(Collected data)
________________________________________
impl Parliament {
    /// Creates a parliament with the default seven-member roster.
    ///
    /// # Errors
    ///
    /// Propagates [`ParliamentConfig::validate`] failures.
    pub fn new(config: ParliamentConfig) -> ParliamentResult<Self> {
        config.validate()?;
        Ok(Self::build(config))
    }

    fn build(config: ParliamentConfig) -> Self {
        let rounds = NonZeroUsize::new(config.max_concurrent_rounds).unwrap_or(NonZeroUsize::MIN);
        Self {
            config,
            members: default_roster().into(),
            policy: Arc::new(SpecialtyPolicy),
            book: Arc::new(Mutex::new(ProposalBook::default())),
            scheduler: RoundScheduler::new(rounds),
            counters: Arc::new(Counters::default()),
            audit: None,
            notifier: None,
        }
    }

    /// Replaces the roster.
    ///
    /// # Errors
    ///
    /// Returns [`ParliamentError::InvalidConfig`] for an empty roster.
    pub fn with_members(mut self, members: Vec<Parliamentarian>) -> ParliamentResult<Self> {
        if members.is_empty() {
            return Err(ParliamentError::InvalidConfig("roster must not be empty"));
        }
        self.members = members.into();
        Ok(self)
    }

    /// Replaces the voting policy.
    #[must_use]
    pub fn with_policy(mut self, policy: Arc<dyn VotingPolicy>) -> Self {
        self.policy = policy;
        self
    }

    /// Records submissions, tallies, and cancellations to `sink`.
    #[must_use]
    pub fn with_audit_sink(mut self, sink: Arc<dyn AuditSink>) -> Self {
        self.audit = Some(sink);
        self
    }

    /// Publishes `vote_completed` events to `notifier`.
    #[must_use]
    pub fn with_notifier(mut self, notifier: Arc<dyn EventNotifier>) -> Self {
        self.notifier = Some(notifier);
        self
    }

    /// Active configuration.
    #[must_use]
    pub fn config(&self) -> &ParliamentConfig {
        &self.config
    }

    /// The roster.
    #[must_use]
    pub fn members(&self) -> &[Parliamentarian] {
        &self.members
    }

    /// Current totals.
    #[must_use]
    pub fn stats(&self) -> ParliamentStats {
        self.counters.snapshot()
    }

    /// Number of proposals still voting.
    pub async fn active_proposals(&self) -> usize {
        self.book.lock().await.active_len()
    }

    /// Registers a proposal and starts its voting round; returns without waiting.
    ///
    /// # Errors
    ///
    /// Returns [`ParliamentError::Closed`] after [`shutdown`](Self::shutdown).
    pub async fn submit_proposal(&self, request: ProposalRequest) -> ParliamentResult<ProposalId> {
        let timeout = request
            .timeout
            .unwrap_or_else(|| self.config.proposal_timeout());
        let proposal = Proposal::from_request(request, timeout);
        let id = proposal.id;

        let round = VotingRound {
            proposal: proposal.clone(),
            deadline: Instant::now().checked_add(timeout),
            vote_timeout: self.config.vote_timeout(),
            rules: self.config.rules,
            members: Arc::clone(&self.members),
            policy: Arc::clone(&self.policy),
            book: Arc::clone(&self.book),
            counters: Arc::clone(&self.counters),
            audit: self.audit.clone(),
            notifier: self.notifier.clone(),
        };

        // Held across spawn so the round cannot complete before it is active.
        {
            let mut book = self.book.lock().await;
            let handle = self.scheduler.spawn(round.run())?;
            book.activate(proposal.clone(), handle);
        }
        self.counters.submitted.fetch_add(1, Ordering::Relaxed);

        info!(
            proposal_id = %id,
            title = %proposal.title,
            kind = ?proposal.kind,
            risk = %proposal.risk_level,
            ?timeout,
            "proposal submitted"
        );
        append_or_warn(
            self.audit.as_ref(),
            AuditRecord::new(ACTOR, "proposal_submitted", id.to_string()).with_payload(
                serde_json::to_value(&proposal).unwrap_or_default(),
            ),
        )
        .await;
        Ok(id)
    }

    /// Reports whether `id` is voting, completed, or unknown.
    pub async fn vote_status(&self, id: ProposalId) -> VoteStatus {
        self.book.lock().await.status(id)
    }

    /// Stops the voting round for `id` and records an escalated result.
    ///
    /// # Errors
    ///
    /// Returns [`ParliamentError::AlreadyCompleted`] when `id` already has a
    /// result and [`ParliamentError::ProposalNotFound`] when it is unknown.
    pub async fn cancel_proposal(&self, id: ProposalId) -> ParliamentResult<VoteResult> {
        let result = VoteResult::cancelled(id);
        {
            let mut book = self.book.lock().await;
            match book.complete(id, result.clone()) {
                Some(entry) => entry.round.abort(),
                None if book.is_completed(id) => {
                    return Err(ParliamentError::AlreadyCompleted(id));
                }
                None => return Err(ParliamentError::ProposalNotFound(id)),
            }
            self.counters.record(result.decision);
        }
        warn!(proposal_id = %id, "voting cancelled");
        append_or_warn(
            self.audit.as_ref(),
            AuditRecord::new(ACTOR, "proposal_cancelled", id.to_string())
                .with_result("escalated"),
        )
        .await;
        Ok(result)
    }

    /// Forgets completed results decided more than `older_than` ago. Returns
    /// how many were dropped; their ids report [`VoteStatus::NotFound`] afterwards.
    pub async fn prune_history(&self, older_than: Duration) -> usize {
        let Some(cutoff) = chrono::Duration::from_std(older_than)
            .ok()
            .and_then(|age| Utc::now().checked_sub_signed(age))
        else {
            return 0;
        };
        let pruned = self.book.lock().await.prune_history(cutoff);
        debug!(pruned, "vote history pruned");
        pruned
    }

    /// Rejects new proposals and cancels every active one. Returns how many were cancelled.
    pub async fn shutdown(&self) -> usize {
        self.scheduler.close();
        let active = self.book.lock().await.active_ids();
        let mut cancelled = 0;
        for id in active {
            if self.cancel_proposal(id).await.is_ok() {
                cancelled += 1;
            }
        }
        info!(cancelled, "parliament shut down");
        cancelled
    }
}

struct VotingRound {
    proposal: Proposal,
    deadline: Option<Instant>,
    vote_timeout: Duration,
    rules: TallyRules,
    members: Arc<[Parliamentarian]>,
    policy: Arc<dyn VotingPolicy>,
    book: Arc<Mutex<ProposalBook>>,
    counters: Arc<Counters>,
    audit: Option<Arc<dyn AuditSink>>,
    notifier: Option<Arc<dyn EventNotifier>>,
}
________________________________________
● ABOUT THIS TASK: Your answer must be a single number: the count of lines in the records that include "VotingRound".

● RESULT OF THIS TASK: 2